Victoria cruziana im Gewächshausbecken ist kleiner und zickt etwas rum. 

 

Victoria cruziana im Freiland steht auf keinen Fall schlechter da als ihre Schwester im Gewächshaus. Die Temperatur scheint für sie wirklich nicht das Thema zu sein. 

Vor zwei Tagen haben wir alle drei Pflanzen kräftig gedüngt. Ich bin gespannt ob man das jetzt am Wachstum merkt.


----------



## Nymphaion (1. Aug. 2011)

*AW:  Victoria*

Hallo,

sechs Wochen sind jetzt vergangen seit dem Pflanzen der Victorias und eine Woche seit dem letzten Düngen. Da es in der letzten Zeit viel geregnet hat und ich heftig im Büro beschäftigt war, bin ich erst heute dazu gekommen mir die Pflanzen wieder einmal genauer anzuschauen. Alle drei haben jetzt Knospen!

 

Victoria Longwood Hybrid im Gewächshaus hat die größte Knospe, ich vermute dass sie sich innert der nächsten sieben Tage öffnet.

 

Die nächstgroße Knospe hat Victoria cruziana im Gewächshaus. Sie braucht wohl ein paar Tage mehr um sich zu entfalten.

 

Die größte Überraschung war aber die Victoria cruziana im Freiland. Auch sie hat eine Knospe, auch wenn sie noch ganz unten an der Pflanze sitzt. Die Temperaturen vom Juli habt ihr ja alle miterlebt, und trotzdem gibt es jetzt eine Knospe bei reiner Freilandhaltung ohne jegliche Heizung. Es hat sich wohl doch ausgezahlt Samen vom südlichsten Standort der Victoria cruziana zu verwenden (Südliches Argentinien). 

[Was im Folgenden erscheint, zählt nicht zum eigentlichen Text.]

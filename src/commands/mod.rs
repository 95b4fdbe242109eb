//! This module aggregates all the command modules for the bot.

/// General purpose commands (e.g., ping).
pub(crate) mod general;
/// XP, ranks and the server leaderboard.
pub(crate) mod leaderboard;
/// Warnings, kicks, bans and timeouts, each recorded as a case.
pub(crate) mod moderation;
/// Queue-based music playback, backed by the song manager.
pub mod music;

Übrigens musste ich alle drei Bilder bearbeiten damit ich die Wasserspiegelung einigermaßen los wurde. Dabei wurden leider die Farben etwas verändert.


----------



## mimo (8. Aug. 2011)

*AW:  Victoria*

Und? Hat sich schon eine Knospe geöffnet?
*ganzgespanntvordembildschirmhock*

Grüßle
Miriam


----------



## Nymphaion (8. Aug. 2011)

*AW:  Victoria*

Hallo Mirjam,

nix hat sich bis jetzt getan. Das kalte Wetter der letzte Woche hat zum absoluten Stillstand geführt.


----------



## Nymphaion (17. Aug. 2011)

*AW:  Victoria*

Hallo,

die Knospen sind alle hängengeblieben - aber es war bis gestern auch ständig kalt. Gut entwickelt haben sich dagegen alle Blätter. Die Victorias sind riesig geworden, was man ganz gut im Vergleich zu den Seerosenblüten in der Umgebung sehen kann. 

 

 

Im Freiland haben die kleinsten __ Frösche festgestellt dass man prima auf den Victoria-Blättern hocken kann:


----------



## Nymphaion (29. Aug. 2011)

*AW:  Victoria*

Sie blüht! Gestern Nacht hat sich unsere erste Victoria cruziana geöffnet. Schon am Nachmittag hatten wir gesehen, dass sich in der Knospe Risse gebildet hatten und kurz darauf war auch schon der typische Duft nach Ananas zu riechen.

 

Um halb Zehn Nachts hatte sich dann die erste Blüte fast vollständig geöffnet. Sie ist in dieser ersten Nacht vollkommen weiß. 

 

Unsere Mitarbeiterinnen Erna und Rosmarie wussten natürlich auch, dass sich die Blüte vermutlich in dieser Nacht öffnen würde, und sie kamen nach dem 'Tatort' noch in die Gärtnerei gefahren um sich die Schönheit aus nächster Nähe anzuschauen.

 

In der Früh hatte sich die Blüte dann schon verfärbt und ist seitdem leicht rosafarben. Sie wird sich bis morgen tief rosarot umfärben. Wir haben das Ereignis in der Zeitung publik gemacht und öffnen morgen Nacht von neun bis zehn die Gärtnerei für Besucher.


----------



## Inken (29. Aug. 2011)

*AW:  Victoria*

Unglaublich..

Und unglaublich schön!!

Ich gratuliere zu dieser ganz besonderen Blüte einer ganz besonderen Pflanze in einer ganz besonderen Gärtnerei!


----------



## Conny (29. Aug. 2011)

*AW:  Victoria*

 Glückwunsch Werner 
schade, dass ich sooo weit weg bin


----------



## mimo (5. Sep. 2011)

*AW:  Victoria*

Oooooh, wie schön!
Glückwunsch!

Grüße von
Miriam


----------



## Eva-Maria (5. Sep. 2011)

*AW:  Victoria*

Hallo Werner,
tolle Blüte.
Wie war's denn? Kamen spätabends Besucher, um sich dieses Naturschauspiel anzuschauen?
Hattet ihr die Möglichkeit, vll. 1, 2, 3 Fotos für uns hier zu machen... die wir alle viel zu weit entfernt wohnen?


----------



## Nymphaion (7. Okt. 2011)

*AW:  Victoria*

Hallo,

unsere Victorias haben fleissig weiter geblüht. Gestern hat noch einmal Victoria cruziana geblüht, und das wird wohl die letzte Blüte für diese Saison gewesen sein.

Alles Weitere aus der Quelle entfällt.